En un sábado -y domingo- amigo del ser humano, uno se ducha no muy temprano con las noticias en la radio, se cafetea con un periódico en papel y un par de ellos más en el teléfono listísimo, se convida con un aperitivo con una rubia, alta y fresca, local y de unos 4 grados, y ya a esas alturas se siente reconciliado con la vida. Ojeando y hojeando la prensa, tres ilustres del recuadro me ofrecieron excelente material para cocinar esta pieza. Eduardo Jordá (Un nuevo totalitarismo) nos recordó que el lenguaje convertido en máquina ideológica no es nada nuevo, y que el furor por imponer modelos de expresión tiene resonancias de los totalitarismos del siglo XX: el lenguaje inclusivo exigido a todos y todas y a la RAE con amenaza de resultar hereje es de lo más excluyente. Carlos Colón (Machista quien no vote) abundaba en la exclusión que una parte del feminismo impone a los anatema, a saber, liberales, contrarias al aborto, directivas de empresas, conservadores y centristas, constitucionalistas, militares. La ortodoxia dogmática impone la división al feminismo. Ignacio Martínez (El bipartidismo sigue vivo), avisa, en fin, de que PP y PSOE no están nada moribundos, y la indefinición estratégica más bien amenaza a Ciudadanos, y no digamos a los quizá efímeros o puras bisagras Podemos (por cierto, Iglesias, ÉL, vuelve cual Jesús en la borriquita entrando en Jerusalén, tras un heroico permiso de paternidad) y Vox.

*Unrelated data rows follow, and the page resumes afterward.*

//! Secret redaction for session material in logs and serialized output.
//!
//! The ephemeral decryption private key and the wallet's authorization
//! signature are wrapped in [`Redacted`] so they never show up in `Debug`,
//! `Display` or `Serialize` output.

use std::fmt::{self, Debug, Display};

/// Wrapper that redacts its inner value when formatted or serialized.
///
/// # Example
///
/// ```
/// use bridge_metrics::redact::Redacted;
///
/// let key = Redacted("0xdeadbeef".to_string());
/// assert_eq!(format!("{key:?}"), "<redacted>");
/// assert_eq!(key.expose(), "0xdeadbeef");
/// ```
#[derive(Clone, Copy, PartialEq, Eq)]
pub struct Redacted<T>(pub T);

impl<T> Redacted<T> {
    /// Borrow the secret for the single call that needs it
    pub fn expose(&self) -> &T {
        &self.0
    }
}

impl<T> Debug for Redacted<T> {
    fn fmt(&self, f: &mut fmt::Formatter<'_>) -> fmt::Result {
        f.write_str("<redacted>")
    }
}

impl<T> Display for Redacted<T> {
    fn fmt(&self, f: &mut fmt::Formatter<'_>) -> fmt::Result {
        f.write_str("<redacted>")
    }
}

impl<T> serde::Serialize for Redacted<T> {
    fn serialize<S>(&self, serializer: S) -> Result<S::Ok, S::Error>
    where
        S: serde::Serializer,
    {
        "<redacted>".serialize(serializer)
    }
}
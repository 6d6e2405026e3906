//! Decryption sessions
//!
//! A session bundles the ephemeral keypair with the wallet's signature over
//! the authorization typed data. It is reused for at most the configured TTL,
//! only for the account that signed it, and is dropped whenever an
//! authorization-changing transaction lands.

use alloy::primitives::Address;
use std::sync::{Arc, Mutex};
use std::time::Duration;
use tracing::debug;

use super::relayer::Keypair;
use crate::redact::Redacted;

#[derive(Debug, Clone)]
pub struct DecryptionSession {
    pub owner: Address,
    pub keypair: Keypair,
    /// Wallet signature over the authorization typed data
    pub signature: Redacted<String>,
    pub start_timestamp: u64,
    pub duration_days: u64,
    pub created_at_ms: u64,
}

impl DecryptionSession {
    pub fn is_valid_for(&self, owner: Address, now_ms: u64, ttl: Duration) -> bool {
        self.owner == owner && now_ms.saturating_sub(self.created_at_ms) < ttl.as_millis() as u64
    }
}

/// Single-slot session cache
#[derive(Debug)]
pub struct SessionCache {
    ttl: Duration,
    slot: Mutex<Option<Arc<DecryptionSession>>>,
}

impl SessionCache {
    pub fn new(ttl: Duration) -> Self {
        Self {
            ttl,
            slot: Mutex::new(None),
        }
    }

    pub fn ttl(&self) -> Duration {
        self.ttl
    }

    /// Cached session if it belongs to `owner` and has not expired
    pub fn get(&self, owner: Address, now_ms: u64) -> Option<Arc<DecryptionSession>> {
        let slot = self.slot.lock().unwrap_or_else(|e| e.into_inner());
        slot.as_ref()
            .filter(|s| s.is_valid_for(owner, now_ms, self.ttl))
            .cloned()
    }

    pub fn store(&self, session: DecryptionSession) -> Arc<DecryptionSession> {
        let session = Arc::new(session);
        *self.slot.lock().unwrap_or_else(|e| e.into_inner()) = Some(session.clone());
        session
    }

    pub fn invalidate(&self) {
        let previous = self.slot.lock().unwrap_or_else(|e| e.into_inner()).take();
        if previous.is_some() {
            debug!("Decryption session invalidated");
        }
    }
}
impl FakeWallet {
    pub fn new(account: Address, chain_id: u64) -> Arc<Self> {
        Arc::new(Self {
            account,
            state: Mutex::new(WalletState {
                chain: chain_id,
                ..WalletState::default()
            }),
            on_send: Mutex::new(None),
        })
    }

    pub fn account(&self) -> Address {
        self.account
    }

    pub fn chain(&self) -> u64 {
        self.state.lock().unwrap().chain
    }

    pub fn method_count(&self, method: &str) -> usize {
        self.state
            .lock()
            .unwrap()
            .methods
            .iter()
            .filter(|m| *m == method)
            .count()
    }

    /// Switching to `chain_id` fails with 4902 until the chain is added
    pub fn forget_chain(&self, chain_id: u64) {
        self.state.lock().unwrap().forgotten.insert(chain_id);
    }

    /// Reject the next request for `method` as the user would
    pub fn reject_next(&self, method: &str) {
        self.state.lock().unwrap().reject.insert(method.to_string());
    }

    /// Transactions sent to `to` get a failed receipt
    pub fn revert_calls_to(&self, to: Address) {
        self.state.lock().unwrap().reverting.insert(to);
    }

    pub fn sent(&self) -> Vec<SentTx> {
        self.state.lock().unwrap().sent.clone()
    }

    /// Calls of `C` sent so far, decoded
    pub fn sent_calls<C: SolCall>(&self) -> Vec<C> {
        self.sent()
            .iter()
            .filter(|tx| tx.data.len() >= 4 && tx.data[..4] == C::SELECTOR)
            .filter_map(|tx| C::abi_decode(&tx.data, true).ok())
            .collect()
    }

    /// Hook deciding whether a sent transaction succeeds
    pub fn on_send<F>(&self, hook: F)
    where
        F: Fn(&SentTx) -> bool + Send + Sync + 'static,
    {
        *self.on_send.lock().unwrap() = Some(Arc::new(hook));
    }

    fn send(&self, request: &Value) -> Result<Value> {
        let to: Address = serde_json::from_value(request["to"].clone())?;
        let data: Bytes = serde_json::from_value(request["data"].clone()).unwrap_or_default();
        let value: U256 = serde_json::from_value(request["value"].clone()).unwrap_or_default();
        let gas = request.get("gas").map(parse_hex_u64);

        let (tx, reverting) = {
            let state = self.state.lock().unwrap();
            let n = state.sent.len() as u64;
            let tx = SentTx {
                hash: keccak256(format!("tx-{n}")),
                from: self.account,
                to,
                data,
                value,
                gas,
                chain_id: state.chain,
            };
            (tx, state.reverting.contains(&to))
        };

        let hook = self.on_send.lock().unwrap().clone();
        let succeeded = !reverting && hook.map(|h| h(&tx)).unwrap_or(true);

        let mut state = self.state.lock().unwrap();
        let block = state.sent.len() as u64 + 1;
        state.receipts.insert(tx.hash, (succeeded, block));
        state.sent.push(tx.clone());
        Ok(json!(tx.hash))
    }
}

#[async_trait]
impl Eip1193Provider for FakeWallet {
    async fn request(&self, method: &str, params: Value) -> Result<Value> {
        {
            let mut state = self.state.lock().unwrap();
            state.methods.push(method.to_string());
            if state.reject.remove(method) {
                return Err(Error::Wallet {
                    code: 4001,
                    message: "User rejected the request.".into(),
                });
            }
        }

        match method {
            "eth_requestAccounts" | "eth_accounts" => Ok(json!([self.account])),
            "eth_chainId" => Ok(json!(format!("0x{:x}", self.chain()))),
            "wallet_switchEthereumChain" => {
                let id = parse_hex_u64(&params[0]["chainId"]);
                let mut state = self.state.lock().unwrap();
                if state.forgotten.contains(&id) {
                    return Err(Error::Wallet {
                        code: 4902,
                        message: "Unrecognized chain ID".into(),
                    });
                }
                state.chain = id;
                Ok(Value::Null)
            }
            "wallet_addEthereumChain" => {
                let id = parse_hex_u64(&params[0]["chainId"]);
                let mut state = self.state.lock().unwrap();
                state.forgotten.remove(&id);
                state.chain = id;
                Ok(Value::Null)
            }
            "eth_sendTransaction" => self.send(&params[0]),
            "eth_getTransactionReceipt" => {
                let hash: B256 = serde_json::from_value(params[0].clone())?;
                let state = self.state.lock().unwrap();
                Ok(match state.receipts.get(&hash) {
                    Some((ok, block)) => receipt_json(hash, *block, *ok, &[]),
                    None => Value::Null,
                })
            }
            "eth_signTypedData_v4" => Ok(json!(format!("0x{}", "11".repeat(65)))),
            other => Err(Error::Wallet {
                code: -32601,
                message: format!("{other} unsupported"),
            }),
        }
    }
}

// ============================================================================
// Relayer
// ============================================================================

#[derive(Default)]
struct RelayerState {
    plaintexts: HashMap<B256, U256>,
    authorized: HashSet<B256>,
    public: HashSet<B256>,
    next: u64,
}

Fue precisamente antes, en la ducha, cuando el noticiero de la radio me devolvía al mundo de los votantes, me volvía a convertir en target electoral. Somos muchos, 30% o 40%, los que llevamos años sin saber bien a quién puñetas votar. Decía el locutor que Ciudadanos -sí, metamórfico casi hasta el Síndrome de Zelig- ofrecía a PP y PSOE que abrieran la puerta a coaliciones entre ellos para evitar que las bisagras de los extremos tuvieran cuotas de poder decisivas. Sin llegar a ese ejemplo llamado Grosse Koalitionen con el que Alemania se gobierna con una alianza entre los dos principales rivales, España de esa forma se escoraría al modelo de la primera Europa, como Suecia, dejando fuera a los populismos epidérmicos, y no hacia los gobiernos hechos patchworks funambulistas de Sánchez, y de Salvini en Italia: los radicalismos de siniestros ecos históricos quedan así en marginales, y no en los nuevos recogedores de nueces que han sido -y son- los nacionalismos vasco y catalán. Quizá el sábado acabe en rico arroz con pollo, siesta y Dios dirá.